### TASK TO CARRY OUT
Whenever a line in the data holds the string "filename", copy that line.

### PROVIDED ENTRIES
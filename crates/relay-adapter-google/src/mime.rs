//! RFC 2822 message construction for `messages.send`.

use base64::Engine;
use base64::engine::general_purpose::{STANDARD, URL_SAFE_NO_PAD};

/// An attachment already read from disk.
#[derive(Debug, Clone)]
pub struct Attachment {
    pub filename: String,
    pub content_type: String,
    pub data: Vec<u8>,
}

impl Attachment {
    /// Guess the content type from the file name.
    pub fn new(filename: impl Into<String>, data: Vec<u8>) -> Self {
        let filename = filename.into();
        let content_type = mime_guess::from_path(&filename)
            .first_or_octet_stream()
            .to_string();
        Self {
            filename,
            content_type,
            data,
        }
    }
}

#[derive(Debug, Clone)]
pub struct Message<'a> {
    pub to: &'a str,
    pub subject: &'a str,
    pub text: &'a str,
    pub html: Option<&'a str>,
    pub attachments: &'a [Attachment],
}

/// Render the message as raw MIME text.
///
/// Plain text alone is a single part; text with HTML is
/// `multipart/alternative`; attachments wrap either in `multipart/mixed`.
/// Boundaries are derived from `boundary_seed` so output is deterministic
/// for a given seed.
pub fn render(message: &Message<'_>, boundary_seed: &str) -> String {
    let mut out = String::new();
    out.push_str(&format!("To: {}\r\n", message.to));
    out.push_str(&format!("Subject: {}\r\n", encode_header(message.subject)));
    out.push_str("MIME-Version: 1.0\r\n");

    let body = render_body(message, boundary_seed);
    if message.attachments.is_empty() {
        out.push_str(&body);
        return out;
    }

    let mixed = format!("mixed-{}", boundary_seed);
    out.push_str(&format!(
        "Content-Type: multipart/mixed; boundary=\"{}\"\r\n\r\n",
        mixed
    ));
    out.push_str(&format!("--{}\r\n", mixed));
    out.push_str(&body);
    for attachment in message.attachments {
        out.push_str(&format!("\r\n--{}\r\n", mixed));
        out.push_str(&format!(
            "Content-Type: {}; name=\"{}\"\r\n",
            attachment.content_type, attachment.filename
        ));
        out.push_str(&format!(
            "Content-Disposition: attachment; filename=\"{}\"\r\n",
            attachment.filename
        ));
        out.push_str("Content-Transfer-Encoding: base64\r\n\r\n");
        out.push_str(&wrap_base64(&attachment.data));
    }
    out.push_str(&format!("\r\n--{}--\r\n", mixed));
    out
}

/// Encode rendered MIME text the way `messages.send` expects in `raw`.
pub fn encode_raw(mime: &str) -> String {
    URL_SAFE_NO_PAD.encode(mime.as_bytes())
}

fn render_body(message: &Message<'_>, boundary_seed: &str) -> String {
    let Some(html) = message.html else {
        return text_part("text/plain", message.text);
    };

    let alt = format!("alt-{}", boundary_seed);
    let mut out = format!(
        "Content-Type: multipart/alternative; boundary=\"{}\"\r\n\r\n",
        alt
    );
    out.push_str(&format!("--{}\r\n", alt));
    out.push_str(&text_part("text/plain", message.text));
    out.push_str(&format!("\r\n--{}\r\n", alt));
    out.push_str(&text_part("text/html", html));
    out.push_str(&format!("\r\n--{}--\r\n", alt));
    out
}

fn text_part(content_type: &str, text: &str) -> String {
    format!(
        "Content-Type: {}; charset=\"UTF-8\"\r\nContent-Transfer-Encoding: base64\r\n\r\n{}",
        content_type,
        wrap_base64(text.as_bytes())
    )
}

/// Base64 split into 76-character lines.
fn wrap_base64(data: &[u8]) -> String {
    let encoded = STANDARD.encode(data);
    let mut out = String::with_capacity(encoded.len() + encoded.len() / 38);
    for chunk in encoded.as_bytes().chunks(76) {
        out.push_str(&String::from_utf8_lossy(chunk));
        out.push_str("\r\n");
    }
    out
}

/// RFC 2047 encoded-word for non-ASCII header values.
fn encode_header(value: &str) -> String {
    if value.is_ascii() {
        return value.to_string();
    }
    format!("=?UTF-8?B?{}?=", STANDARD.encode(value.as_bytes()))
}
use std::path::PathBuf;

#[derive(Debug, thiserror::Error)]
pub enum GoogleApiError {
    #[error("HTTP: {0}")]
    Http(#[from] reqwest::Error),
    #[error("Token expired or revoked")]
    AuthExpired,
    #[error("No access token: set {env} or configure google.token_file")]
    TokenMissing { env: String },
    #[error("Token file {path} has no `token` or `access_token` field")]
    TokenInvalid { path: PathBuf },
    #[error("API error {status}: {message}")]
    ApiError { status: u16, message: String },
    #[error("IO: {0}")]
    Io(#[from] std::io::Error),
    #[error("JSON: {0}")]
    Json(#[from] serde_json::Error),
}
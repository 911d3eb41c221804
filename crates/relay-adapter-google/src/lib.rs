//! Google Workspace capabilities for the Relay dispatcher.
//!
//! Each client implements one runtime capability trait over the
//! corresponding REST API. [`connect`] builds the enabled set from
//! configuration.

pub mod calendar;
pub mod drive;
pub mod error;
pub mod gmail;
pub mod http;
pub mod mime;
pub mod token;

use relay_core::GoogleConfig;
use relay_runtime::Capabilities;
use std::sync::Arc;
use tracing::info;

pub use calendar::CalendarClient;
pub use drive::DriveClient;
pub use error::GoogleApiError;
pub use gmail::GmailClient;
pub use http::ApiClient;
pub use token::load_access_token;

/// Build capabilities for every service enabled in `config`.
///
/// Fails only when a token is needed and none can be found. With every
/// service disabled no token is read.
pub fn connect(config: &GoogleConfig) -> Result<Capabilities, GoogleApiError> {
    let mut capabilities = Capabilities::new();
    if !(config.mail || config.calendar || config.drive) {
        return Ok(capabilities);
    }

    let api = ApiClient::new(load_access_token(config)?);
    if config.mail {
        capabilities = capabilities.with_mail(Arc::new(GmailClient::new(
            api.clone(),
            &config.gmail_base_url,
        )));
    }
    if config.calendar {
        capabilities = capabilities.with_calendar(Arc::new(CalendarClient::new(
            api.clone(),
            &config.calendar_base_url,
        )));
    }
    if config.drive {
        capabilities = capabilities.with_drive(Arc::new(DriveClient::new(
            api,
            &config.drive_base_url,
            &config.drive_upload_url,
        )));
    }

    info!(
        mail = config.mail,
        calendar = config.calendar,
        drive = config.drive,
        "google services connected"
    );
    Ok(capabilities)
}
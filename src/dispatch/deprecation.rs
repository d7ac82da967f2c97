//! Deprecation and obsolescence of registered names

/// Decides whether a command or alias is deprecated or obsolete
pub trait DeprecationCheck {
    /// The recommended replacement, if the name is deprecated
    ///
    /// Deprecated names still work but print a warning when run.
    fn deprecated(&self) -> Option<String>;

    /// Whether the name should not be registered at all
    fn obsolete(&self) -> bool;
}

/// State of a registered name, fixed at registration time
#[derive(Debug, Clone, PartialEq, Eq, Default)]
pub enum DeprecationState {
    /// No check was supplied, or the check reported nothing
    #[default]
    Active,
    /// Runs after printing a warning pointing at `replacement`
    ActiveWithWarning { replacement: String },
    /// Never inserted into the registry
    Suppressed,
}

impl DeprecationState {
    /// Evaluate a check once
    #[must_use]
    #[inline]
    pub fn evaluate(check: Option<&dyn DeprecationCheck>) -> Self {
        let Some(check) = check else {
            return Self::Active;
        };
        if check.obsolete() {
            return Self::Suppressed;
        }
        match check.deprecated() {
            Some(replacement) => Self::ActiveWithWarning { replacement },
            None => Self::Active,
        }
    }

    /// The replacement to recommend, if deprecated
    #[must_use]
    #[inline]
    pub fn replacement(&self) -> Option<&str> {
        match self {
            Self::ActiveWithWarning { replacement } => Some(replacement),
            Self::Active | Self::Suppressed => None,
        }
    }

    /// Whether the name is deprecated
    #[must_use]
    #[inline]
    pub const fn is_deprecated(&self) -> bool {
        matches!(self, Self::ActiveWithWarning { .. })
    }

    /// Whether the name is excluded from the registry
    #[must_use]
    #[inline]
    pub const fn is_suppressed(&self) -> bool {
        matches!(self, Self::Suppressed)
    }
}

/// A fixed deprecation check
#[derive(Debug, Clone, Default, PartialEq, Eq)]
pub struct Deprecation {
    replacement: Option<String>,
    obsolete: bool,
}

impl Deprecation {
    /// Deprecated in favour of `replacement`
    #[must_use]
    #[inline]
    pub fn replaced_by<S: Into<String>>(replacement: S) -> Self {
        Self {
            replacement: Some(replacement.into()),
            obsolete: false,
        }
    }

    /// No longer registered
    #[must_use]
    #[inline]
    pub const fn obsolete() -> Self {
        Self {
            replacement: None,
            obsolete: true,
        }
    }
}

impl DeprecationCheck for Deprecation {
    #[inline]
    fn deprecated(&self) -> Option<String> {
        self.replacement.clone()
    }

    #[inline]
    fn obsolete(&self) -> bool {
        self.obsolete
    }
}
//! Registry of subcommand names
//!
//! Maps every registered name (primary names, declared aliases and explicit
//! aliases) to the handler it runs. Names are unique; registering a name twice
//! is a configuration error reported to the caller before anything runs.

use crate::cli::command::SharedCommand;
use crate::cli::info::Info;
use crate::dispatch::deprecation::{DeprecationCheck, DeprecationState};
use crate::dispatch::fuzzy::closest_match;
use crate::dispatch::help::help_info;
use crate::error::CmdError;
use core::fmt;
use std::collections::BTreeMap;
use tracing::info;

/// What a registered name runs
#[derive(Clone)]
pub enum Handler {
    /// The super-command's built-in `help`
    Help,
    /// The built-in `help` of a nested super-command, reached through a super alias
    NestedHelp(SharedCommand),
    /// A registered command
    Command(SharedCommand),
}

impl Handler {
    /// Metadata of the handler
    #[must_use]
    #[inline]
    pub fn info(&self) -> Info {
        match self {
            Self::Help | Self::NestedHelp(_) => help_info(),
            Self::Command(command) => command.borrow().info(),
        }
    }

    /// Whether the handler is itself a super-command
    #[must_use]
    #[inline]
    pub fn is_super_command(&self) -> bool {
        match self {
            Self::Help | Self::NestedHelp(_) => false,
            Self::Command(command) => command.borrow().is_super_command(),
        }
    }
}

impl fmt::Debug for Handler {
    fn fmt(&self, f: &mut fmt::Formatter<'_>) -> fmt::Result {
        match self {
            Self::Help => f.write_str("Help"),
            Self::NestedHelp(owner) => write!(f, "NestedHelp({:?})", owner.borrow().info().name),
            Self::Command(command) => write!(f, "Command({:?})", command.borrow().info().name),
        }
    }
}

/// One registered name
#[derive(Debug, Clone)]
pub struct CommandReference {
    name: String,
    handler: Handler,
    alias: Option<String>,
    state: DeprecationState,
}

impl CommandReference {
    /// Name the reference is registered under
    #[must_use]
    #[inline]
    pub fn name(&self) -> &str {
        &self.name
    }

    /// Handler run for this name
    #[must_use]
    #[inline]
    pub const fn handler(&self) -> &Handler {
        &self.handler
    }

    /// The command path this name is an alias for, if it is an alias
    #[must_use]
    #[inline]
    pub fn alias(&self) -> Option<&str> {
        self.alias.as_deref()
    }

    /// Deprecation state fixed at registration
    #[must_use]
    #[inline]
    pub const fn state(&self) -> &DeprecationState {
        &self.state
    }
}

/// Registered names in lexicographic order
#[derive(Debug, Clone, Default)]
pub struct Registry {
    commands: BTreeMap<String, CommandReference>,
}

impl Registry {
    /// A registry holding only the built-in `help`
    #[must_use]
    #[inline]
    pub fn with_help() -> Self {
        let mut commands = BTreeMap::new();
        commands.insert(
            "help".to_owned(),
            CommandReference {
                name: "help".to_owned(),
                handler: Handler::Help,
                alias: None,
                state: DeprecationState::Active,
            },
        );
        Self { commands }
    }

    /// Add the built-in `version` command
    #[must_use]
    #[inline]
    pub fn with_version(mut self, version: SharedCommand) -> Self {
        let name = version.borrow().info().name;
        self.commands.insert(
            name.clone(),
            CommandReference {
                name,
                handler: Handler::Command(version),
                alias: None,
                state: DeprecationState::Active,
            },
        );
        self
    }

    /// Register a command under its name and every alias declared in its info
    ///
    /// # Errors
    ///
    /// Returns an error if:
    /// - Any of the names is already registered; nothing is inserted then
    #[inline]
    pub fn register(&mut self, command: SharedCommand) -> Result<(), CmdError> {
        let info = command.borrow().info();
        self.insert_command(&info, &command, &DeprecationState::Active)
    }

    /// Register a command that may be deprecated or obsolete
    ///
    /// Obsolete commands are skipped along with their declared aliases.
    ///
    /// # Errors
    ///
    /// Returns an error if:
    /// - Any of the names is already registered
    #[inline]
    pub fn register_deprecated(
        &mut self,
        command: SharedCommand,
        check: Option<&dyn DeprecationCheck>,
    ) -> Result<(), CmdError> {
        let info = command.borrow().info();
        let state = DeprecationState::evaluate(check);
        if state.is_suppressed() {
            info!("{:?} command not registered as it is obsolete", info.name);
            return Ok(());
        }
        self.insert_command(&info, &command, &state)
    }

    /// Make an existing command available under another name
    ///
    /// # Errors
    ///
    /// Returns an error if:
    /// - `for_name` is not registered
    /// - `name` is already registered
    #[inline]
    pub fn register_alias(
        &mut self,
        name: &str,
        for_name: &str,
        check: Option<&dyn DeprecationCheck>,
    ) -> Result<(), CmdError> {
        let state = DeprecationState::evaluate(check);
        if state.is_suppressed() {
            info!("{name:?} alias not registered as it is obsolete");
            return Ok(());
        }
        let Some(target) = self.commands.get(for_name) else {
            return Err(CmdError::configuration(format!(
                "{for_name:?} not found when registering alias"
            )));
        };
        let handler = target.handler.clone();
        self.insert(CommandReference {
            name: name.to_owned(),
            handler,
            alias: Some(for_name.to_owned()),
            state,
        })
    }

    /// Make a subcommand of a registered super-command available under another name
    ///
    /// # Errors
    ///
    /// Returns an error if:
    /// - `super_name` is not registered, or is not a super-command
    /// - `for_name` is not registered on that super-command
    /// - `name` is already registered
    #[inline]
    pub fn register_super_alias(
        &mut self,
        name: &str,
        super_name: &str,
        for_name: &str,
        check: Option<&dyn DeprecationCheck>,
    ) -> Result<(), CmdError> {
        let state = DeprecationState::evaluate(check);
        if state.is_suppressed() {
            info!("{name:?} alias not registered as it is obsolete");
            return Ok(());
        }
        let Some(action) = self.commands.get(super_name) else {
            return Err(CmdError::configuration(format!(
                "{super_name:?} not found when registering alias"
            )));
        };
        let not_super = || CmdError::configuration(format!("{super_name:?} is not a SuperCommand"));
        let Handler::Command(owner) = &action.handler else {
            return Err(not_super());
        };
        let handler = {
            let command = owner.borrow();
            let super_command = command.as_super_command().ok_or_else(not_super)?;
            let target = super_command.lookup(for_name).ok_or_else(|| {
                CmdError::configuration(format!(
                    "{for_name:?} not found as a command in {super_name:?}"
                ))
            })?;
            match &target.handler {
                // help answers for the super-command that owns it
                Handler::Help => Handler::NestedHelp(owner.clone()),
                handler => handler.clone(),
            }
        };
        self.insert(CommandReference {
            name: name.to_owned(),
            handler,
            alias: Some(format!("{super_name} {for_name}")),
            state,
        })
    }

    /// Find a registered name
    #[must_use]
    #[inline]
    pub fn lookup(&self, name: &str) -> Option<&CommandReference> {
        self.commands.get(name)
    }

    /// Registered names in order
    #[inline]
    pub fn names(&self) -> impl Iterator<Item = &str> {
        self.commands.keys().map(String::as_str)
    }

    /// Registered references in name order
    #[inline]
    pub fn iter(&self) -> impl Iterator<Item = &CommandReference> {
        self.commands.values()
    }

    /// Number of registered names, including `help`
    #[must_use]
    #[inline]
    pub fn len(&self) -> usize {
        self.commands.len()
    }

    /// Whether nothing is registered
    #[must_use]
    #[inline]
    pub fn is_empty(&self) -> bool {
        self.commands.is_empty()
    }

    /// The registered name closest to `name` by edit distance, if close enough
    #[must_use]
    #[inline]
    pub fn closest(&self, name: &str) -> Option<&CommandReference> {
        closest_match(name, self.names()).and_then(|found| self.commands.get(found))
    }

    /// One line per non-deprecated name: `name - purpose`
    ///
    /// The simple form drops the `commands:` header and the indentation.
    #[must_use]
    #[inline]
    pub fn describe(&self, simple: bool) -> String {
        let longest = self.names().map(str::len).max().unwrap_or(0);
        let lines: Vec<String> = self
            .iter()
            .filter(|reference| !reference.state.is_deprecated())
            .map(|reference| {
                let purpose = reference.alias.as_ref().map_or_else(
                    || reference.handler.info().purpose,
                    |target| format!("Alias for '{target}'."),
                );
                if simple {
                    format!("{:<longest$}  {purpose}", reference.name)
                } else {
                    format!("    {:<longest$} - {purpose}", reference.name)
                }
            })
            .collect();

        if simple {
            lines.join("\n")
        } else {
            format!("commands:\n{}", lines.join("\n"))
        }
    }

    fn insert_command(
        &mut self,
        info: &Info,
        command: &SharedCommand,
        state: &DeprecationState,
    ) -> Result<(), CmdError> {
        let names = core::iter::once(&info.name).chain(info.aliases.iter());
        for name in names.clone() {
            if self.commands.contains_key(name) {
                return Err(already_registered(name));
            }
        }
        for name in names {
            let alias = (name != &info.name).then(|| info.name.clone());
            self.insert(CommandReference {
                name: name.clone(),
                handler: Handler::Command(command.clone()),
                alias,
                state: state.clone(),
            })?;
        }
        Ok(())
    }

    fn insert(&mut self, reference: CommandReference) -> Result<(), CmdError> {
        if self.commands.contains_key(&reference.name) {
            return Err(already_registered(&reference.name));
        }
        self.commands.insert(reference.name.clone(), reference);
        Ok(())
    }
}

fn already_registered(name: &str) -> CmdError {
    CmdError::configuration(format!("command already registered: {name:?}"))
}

### SOLUTION TO THIS TASK
filename crates/relay-adapter-google/src/mime.rs
    pub filename: String,
    pub fn new(filename: impl Into<String>, data: Vec<u8>) -> Self {
        let filename = filename.into();
        let content_type = mime_guess::from_path(&filename)
            filename,
            attachment.content_type, attachment.filename
            "Content-Disposition: attachment; filename=\"{}\"\r\n",
            attachment.filename
filename crates/relay-adapter-google/src/lib.rs
filename src/dispatch/deprecation.rs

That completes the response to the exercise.